(Dataset entries)
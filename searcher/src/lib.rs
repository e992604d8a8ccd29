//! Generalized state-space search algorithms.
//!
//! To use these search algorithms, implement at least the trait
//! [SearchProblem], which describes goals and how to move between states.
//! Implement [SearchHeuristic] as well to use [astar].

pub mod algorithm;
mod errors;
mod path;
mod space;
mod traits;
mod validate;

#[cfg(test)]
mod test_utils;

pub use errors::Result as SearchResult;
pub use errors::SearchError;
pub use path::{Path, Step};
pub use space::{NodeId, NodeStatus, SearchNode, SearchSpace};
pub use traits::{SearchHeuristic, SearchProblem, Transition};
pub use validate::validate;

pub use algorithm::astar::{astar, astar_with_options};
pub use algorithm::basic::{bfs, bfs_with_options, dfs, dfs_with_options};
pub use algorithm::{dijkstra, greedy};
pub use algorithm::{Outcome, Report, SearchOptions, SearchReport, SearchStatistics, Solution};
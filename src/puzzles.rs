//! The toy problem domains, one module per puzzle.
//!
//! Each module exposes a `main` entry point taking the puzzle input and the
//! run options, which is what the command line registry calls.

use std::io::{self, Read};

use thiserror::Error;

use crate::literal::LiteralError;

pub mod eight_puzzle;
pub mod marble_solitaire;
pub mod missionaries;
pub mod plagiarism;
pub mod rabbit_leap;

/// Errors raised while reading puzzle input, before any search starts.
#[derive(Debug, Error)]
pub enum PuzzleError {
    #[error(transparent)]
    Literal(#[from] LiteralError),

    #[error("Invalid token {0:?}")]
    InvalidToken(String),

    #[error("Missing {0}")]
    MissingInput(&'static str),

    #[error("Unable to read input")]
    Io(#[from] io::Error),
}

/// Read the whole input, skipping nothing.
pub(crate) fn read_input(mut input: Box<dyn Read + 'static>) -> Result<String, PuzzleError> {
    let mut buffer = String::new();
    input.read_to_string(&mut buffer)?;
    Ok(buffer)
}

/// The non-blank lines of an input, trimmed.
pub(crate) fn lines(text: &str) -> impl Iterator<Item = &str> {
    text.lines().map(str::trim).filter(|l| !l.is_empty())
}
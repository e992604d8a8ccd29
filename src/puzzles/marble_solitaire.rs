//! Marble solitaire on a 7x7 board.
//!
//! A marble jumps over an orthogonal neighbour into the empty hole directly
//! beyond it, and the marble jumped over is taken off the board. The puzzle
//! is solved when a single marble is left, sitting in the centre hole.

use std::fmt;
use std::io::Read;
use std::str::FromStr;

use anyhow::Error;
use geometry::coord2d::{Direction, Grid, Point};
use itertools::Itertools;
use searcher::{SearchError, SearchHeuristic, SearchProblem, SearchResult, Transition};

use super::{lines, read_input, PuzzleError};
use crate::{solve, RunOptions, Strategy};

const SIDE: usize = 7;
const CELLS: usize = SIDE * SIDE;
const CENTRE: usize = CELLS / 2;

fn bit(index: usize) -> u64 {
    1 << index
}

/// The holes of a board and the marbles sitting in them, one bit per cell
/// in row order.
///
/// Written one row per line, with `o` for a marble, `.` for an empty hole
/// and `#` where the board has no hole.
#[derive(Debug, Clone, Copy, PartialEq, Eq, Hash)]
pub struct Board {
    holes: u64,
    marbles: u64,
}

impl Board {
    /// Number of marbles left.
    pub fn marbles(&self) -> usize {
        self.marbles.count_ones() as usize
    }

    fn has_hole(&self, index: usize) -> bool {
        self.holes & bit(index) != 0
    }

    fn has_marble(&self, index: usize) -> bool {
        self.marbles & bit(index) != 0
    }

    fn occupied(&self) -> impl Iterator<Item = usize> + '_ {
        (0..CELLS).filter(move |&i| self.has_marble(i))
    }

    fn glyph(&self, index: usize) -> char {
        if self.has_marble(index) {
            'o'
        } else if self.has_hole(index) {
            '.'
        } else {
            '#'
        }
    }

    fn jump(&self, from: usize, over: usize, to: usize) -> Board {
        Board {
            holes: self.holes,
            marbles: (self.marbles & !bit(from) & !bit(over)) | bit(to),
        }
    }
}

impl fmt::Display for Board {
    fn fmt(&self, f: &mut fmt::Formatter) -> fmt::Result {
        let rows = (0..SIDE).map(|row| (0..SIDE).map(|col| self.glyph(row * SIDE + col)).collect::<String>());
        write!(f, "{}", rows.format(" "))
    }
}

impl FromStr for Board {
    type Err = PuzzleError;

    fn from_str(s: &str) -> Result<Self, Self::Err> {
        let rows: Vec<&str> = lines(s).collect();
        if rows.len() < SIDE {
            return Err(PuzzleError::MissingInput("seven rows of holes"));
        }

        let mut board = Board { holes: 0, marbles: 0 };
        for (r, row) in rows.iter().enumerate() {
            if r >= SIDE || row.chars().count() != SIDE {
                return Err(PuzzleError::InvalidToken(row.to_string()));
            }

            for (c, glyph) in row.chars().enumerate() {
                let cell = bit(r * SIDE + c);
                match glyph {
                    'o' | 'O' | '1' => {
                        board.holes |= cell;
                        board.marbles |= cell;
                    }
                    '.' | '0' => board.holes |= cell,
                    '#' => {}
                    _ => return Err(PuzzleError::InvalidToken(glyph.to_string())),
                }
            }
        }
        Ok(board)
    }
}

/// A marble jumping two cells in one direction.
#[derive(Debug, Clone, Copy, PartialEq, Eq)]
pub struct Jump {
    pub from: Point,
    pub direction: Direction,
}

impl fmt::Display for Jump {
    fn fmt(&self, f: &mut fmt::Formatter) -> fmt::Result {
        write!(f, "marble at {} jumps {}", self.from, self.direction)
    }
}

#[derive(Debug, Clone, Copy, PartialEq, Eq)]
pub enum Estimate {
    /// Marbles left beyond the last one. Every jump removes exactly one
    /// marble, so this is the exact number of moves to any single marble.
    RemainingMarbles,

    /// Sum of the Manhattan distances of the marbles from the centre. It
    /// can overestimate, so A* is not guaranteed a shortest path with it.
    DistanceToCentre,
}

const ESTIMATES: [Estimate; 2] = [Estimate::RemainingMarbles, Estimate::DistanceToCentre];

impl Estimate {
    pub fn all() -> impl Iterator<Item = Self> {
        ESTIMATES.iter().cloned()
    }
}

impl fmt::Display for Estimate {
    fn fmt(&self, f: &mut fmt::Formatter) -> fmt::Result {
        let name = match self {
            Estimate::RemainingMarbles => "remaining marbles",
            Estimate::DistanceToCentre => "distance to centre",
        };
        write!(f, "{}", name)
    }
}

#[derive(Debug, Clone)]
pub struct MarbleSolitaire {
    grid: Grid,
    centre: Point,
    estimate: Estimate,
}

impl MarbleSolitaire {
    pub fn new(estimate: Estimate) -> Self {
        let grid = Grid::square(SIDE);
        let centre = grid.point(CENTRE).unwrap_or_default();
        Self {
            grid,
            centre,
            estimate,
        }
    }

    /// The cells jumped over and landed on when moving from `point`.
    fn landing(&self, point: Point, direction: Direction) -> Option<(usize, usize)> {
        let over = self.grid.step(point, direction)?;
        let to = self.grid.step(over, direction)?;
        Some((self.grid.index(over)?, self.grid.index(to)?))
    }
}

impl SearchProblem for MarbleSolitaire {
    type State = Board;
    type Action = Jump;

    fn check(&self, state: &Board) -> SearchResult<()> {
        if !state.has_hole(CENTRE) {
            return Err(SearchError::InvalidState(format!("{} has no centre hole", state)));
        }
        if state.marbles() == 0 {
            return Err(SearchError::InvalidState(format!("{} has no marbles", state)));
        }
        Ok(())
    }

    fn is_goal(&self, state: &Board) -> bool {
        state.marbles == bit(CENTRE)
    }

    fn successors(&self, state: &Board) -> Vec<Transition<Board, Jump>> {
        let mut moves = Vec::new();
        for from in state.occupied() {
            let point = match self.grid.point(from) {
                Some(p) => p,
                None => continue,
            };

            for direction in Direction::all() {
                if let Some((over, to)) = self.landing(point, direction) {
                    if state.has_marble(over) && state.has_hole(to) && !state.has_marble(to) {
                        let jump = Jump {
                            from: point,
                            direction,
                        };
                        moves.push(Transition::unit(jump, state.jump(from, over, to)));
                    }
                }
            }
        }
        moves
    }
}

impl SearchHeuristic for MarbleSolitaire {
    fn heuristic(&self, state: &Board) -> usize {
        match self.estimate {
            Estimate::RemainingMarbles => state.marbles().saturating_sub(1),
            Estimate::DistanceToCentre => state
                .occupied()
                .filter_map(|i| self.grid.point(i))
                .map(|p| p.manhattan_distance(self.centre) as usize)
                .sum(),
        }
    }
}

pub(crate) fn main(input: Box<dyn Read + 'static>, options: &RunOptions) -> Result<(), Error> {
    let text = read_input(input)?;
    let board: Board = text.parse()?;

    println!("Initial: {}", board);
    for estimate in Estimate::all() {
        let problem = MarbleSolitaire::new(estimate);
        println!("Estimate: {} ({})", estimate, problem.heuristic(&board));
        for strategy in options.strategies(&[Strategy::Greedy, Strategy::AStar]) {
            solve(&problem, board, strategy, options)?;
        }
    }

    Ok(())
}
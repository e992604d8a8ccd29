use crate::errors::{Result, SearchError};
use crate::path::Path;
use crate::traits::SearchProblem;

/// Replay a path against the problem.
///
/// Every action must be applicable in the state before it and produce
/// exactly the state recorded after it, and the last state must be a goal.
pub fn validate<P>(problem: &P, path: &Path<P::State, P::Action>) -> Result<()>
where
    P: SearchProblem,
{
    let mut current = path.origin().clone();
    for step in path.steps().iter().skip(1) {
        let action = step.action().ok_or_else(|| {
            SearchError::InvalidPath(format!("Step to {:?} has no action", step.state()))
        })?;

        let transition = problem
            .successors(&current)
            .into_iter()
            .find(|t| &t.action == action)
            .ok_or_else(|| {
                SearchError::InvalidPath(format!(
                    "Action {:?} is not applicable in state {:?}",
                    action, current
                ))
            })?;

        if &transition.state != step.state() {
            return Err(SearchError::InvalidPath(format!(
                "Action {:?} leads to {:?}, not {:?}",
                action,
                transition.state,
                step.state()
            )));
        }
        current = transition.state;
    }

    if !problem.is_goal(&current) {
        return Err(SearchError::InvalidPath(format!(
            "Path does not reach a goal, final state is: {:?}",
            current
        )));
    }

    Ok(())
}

WORK INSTRUCTION: In the records, which lines mention the word "FromStr"? Copy those lines.

COMPLETED TASK:
use std::str::FromStr;
impl FromStr for Board {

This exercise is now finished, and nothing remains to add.